◆ YOUR INSTRUCTIONS:
Only a number is expected in reply: the count of lines below where the word "argument" occurs.

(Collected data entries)
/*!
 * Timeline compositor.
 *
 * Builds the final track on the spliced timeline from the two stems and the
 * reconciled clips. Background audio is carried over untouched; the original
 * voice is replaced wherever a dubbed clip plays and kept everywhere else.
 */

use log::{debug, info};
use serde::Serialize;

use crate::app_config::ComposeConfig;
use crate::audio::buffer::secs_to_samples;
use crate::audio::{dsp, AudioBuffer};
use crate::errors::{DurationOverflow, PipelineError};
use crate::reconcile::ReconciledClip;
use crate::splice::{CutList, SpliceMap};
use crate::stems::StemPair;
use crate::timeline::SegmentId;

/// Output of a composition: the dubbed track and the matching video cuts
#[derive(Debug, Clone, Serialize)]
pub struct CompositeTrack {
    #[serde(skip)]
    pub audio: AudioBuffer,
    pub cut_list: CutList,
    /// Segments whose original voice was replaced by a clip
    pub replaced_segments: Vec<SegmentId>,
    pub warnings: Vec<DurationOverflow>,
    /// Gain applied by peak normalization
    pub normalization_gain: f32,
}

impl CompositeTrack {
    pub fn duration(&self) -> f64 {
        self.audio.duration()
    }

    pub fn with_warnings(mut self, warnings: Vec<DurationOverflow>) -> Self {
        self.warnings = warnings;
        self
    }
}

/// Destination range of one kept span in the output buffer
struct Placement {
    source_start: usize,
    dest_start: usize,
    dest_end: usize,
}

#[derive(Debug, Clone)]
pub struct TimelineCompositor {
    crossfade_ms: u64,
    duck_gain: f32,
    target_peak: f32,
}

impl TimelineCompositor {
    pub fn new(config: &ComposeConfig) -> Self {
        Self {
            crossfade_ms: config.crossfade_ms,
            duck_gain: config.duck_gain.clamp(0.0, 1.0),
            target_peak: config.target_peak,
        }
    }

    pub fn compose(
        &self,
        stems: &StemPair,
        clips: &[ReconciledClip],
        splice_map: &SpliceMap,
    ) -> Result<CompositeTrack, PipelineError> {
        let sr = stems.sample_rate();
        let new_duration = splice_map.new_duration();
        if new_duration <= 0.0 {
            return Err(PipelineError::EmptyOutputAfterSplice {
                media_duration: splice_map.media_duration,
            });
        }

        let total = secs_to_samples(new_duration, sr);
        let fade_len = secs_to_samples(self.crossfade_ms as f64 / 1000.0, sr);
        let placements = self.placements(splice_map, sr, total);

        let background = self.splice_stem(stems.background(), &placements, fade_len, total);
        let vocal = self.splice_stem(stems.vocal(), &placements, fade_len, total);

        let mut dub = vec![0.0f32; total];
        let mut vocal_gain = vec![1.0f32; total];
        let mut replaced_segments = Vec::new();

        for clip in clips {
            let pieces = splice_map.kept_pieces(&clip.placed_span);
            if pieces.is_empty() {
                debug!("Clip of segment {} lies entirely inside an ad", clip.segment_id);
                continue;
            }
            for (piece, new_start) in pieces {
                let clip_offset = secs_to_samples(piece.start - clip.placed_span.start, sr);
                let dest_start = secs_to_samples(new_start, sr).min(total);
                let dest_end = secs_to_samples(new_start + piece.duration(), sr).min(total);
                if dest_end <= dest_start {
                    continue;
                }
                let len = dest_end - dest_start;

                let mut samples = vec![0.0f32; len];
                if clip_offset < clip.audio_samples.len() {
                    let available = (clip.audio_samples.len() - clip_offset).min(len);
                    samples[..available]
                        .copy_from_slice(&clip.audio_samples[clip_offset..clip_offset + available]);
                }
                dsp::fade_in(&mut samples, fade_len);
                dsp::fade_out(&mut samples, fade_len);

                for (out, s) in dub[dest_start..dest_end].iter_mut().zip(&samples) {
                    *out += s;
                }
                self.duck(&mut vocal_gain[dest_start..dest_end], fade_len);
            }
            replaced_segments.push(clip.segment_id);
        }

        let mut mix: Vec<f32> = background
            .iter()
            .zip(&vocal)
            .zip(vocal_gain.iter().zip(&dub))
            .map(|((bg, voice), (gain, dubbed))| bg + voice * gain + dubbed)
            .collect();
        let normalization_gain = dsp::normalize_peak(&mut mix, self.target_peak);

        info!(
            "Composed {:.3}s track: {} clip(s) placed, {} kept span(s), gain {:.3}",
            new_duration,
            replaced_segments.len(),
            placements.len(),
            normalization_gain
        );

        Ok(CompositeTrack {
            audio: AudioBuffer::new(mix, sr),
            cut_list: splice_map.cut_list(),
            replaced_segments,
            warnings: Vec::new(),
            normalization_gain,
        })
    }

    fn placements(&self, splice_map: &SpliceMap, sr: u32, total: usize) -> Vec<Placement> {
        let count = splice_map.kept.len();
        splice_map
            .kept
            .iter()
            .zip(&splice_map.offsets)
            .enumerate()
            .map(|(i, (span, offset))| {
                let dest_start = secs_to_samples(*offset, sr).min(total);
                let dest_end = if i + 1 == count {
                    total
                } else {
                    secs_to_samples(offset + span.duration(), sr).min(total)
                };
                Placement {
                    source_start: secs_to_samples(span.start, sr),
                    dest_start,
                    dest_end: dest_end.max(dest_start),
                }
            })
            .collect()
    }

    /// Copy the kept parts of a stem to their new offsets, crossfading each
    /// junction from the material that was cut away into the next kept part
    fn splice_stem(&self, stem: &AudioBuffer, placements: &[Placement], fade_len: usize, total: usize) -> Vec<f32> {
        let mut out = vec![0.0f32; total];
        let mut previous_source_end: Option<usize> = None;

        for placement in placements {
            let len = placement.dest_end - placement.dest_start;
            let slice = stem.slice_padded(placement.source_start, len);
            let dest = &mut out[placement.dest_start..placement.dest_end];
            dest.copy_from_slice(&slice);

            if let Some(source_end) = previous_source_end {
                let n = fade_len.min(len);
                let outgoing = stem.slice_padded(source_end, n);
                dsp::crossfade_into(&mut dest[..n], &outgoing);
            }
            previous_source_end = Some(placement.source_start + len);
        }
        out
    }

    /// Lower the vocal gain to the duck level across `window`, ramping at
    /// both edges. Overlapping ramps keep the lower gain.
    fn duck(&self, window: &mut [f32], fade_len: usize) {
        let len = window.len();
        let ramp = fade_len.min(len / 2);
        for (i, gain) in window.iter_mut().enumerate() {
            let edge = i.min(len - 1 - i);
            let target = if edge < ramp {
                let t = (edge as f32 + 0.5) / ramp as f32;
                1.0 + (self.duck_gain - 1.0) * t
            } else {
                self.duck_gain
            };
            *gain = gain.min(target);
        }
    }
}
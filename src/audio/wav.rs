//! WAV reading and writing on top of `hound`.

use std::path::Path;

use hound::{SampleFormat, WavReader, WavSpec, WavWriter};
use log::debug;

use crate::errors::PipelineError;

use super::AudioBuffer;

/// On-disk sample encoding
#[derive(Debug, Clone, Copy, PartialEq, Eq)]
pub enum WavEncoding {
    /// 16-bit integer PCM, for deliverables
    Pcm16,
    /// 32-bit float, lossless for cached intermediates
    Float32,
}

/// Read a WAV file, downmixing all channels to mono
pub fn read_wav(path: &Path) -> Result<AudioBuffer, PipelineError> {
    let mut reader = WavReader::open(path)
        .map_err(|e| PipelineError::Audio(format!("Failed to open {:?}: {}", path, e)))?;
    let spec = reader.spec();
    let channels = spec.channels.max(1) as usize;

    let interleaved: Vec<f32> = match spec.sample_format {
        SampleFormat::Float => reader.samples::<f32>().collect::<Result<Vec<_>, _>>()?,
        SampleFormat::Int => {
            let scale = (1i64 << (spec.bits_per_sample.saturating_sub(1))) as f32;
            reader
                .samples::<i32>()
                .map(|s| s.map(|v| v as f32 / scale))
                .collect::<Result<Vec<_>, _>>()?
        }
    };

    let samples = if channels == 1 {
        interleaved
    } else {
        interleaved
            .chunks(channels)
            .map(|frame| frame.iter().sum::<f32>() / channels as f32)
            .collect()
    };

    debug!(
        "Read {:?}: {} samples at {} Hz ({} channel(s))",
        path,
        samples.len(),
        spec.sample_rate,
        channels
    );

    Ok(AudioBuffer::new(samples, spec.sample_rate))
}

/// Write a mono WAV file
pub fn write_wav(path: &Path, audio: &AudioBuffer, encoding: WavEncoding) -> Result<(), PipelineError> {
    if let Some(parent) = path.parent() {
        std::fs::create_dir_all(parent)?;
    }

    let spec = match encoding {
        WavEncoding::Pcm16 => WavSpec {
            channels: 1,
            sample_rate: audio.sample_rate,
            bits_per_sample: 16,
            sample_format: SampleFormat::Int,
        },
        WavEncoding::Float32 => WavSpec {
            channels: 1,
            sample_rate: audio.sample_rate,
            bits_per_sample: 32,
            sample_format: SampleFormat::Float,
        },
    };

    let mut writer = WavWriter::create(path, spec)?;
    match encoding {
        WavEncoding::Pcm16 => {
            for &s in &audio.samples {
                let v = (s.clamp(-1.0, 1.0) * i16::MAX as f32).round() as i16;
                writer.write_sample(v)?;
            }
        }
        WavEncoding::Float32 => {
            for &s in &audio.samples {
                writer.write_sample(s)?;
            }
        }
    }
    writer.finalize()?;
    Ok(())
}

--

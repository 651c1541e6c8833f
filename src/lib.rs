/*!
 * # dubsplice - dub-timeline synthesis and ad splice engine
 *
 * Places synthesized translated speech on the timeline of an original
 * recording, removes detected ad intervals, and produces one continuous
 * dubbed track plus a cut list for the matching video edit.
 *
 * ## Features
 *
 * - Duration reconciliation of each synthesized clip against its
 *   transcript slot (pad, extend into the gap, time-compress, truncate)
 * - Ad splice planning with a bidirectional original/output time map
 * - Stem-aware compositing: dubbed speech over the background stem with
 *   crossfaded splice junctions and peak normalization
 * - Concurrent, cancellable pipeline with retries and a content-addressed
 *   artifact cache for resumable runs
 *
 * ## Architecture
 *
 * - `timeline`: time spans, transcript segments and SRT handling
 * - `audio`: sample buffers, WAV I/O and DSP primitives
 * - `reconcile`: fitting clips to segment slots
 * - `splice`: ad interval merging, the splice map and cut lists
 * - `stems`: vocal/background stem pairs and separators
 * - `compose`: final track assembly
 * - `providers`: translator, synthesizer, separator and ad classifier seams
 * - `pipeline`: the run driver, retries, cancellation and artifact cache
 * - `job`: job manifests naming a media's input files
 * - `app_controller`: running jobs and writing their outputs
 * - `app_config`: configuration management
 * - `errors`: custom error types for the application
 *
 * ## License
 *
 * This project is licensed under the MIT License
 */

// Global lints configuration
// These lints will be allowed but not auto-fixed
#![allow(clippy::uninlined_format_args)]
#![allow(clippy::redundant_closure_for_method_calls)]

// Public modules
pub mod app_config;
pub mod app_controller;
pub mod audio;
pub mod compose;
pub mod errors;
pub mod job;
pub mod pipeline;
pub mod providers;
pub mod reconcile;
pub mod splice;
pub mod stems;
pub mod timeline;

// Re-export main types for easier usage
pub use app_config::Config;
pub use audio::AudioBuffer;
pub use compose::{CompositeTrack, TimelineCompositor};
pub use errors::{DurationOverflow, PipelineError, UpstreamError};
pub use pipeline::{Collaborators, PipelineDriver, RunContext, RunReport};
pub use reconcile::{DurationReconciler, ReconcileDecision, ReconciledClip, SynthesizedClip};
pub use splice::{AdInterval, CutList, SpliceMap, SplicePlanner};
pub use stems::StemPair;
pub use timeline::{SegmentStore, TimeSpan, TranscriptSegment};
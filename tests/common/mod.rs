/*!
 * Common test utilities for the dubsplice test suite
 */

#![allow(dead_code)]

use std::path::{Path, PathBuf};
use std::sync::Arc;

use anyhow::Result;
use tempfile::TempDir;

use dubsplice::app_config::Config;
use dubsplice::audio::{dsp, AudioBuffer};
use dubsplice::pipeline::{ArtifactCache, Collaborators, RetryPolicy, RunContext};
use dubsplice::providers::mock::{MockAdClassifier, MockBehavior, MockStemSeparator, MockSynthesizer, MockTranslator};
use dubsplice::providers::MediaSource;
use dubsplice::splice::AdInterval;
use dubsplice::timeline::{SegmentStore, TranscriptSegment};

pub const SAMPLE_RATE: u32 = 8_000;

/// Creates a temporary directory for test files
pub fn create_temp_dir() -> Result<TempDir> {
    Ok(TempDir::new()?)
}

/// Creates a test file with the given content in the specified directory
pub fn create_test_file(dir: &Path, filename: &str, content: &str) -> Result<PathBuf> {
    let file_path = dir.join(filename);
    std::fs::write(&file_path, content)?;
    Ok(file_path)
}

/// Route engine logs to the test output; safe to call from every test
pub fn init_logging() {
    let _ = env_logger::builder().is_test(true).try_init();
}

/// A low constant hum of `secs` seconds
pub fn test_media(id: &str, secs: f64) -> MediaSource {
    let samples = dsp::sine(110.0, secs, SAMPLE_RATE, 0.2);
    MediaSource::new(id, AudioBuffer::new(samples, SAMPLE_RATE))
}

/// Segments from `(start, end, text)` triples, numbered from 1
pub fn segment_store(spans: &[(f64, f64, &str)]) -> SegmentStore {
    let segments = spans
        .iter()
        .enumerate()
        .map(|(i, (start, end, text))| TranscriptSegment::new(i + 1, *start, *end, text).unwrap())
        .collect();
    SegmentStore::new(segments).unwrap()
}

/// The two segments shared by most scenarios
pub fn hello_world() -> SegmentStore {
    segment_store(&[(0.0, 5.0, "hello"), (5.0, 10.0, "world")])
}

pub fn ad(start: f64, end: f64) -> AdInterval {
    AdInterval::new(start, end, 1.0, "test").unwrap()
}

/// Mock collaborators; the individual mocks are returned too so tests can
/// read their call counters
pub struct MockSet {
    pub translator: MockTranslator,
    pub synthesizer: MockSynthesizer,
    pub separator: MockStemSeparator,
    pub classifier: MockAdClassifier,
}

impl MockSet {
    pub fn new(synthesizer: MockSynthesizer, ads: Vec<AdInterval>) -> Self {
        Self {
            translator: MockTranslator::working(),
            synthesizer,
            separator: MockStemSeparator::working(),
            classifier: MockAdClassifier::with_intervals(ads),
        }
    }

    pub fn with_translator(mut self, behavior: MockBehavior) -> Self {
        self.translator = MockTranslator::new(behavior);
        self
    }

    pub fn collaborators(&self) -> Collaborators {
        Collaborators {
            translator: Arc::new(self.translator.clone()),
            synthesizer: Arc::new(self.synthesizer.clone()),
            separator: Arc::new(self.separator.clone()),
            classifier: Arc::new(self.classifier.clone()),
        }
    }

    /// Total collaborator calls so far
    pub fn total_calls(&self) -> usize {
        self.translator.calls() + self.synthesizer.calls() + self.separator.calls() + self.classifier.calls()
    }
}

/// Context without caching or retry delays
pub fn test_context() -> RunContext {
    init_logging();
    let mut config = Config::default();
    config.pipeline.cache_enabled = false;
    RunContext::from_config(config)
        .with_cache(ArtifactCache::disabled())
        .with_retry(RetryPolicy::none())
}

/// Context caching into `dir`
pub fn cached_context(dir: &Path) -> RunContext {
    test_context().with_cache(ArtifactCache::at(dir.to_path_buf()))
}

...

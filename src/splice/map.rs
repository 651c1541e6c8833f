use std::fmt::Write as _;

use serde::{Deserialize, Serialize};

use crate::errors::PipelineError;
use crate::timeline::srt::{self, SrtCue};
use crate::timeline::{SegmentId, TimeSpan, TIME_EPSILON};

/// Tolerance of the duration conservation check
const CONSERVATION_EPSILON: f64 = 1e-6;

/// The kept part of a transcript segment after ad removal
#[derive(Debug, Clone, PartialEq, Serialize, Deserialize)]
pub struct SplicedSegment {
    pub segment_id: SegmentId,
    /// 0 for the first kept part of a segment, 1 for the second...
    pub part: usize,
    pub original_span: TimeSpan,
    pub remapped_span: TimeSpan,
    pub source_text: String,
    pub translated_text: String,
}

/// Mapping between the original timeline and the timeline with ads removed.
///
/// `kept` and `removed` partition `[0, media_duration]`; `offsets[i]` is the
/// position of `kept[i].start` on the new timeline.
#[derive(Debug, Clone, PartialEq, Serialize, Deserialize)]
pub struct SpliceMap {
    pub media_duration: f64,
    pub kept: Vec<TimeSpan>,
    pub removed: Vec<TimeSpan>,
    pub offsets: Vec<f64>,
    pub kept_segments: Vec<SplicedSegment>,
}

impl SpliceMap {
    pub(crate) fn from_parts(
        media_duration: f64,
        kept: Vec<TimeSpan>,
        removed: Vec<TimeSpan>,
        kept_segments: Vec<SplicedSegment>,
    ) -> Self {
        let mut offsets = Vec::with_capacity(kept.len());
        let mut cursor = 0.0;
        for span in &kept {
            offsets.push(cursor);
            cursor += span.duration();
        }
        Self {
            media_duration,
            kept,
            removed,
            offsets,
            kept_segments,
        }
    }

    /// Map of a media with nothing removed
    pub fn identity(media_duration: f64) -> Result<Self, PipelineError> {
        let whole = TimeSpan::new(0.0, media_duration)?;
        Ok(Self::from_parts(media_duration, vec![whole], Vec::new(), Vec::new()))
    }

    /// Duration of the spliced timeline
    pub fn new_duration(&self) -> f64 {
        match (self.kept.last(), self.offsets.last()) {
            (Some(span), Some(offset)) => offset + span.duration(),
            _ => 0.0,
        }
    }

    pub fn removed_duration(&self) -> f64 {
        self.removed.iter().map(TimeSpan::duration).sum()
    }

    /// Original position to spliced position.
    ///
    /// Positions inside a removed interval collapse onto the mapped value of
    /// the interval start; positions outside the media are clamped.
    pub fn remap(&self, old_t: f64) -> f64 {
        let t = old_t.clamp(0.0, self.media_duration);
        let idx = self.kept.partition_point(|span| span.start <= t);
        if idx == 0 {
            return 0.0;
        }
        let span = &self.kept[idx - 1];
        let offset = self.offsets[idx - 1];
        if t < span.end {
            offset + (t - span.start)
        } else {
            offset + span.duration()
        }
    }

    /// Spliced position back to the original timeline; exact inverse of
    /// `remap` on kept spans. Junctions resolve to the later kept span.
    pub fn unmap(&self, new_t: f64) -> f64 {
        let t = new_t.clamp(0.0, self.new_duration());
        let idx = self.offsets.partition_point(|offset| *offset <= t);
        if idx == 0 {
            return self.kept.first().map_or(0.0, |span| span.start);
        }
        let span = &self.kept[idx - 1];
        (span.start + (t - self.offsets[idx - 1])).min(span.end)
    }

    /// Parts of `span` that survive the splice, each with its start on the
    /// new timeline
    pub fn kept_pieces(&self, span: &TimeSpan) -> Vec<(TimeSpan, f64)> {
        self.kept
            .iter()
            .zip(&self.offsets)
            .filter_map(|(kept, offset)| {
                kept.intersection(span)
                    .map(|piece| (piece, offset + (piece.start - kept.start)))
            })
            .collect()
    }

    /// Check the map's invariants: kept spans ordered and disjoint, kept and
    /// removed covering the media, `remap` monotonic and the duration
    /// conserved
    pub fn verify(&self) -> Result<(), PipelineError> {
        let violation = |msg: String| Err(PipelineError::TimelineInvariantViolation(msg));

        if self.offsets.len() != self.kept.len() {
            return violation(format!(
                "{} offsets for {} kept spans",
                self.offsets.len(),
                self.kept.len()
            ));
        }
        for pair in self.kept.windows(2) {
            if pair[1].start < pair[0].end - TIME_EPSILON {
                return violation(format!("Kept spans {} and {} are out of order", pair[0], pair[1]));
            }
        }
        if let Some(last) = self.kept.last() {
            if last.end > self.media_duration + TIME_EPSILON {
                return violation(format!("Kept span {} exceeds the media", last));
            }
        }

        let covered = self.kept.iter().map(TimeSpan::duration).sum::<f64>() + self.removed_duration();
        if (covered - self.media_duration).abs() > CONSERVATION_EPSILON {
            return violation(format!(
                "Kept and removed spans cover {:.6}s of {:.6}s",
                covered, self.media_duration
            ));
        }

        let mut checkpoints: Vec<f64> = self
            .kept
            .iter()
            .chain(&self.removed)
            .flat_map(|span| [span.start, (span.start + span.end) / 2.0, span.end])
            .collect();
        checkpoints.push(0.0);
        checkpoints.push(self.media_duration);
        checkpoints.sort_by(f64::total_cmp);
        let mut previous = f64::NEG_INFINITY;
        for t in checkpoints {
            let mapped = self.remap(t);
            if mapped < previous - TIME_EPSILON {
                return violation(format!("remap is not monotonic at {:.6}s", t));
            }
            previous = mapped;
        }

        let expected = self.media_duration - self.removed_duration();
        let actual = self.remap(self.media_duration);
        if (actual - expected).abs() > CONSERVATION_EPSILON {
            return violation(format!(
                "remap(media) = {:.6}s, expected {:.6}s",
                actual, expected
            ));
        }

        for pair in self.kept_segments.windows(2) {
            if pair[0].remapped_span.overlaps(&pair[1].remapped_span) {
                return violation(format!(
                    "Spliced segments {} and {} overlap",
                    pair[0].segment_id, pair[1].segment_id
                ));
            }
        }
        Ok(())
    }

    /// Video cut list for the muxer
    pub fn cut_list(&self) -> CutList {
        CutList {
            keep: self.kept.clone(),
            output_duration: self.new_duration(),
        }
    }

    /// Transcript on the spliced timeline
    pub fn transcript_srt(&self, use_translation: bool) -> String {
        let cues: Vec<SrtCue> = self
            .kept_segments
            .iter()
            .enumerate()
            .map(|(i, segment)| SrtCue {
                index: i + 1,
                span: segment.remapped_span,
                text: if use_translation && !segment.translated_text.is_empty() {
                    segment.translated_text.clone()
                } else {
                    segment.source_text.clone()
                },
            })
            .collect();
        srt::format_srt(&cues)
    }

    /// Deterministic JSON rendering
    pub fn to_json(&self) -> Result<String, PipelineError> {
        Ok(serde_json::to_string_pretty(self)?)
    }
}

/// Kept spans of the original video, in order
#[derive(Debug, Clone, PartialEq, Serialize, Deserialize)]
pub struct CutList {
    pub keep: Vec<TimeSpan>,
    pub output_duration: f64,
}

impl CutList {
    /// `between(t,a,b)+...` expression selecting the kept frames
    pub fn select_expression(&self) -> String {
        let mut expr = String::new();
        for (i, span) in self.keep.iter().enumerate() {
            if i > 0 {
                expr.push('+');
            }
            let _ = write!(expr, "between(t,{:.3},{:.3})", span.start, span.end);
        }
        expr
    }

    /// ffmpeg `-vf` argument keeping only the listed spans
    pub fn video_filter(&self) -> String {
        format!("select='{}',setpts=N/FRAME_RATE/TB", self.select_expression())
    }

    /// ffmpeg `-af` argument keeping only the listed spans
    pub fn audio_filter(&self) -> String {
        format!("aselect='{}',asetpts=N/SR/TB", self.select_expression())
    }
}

◆ THE COMPLETED TASK:
2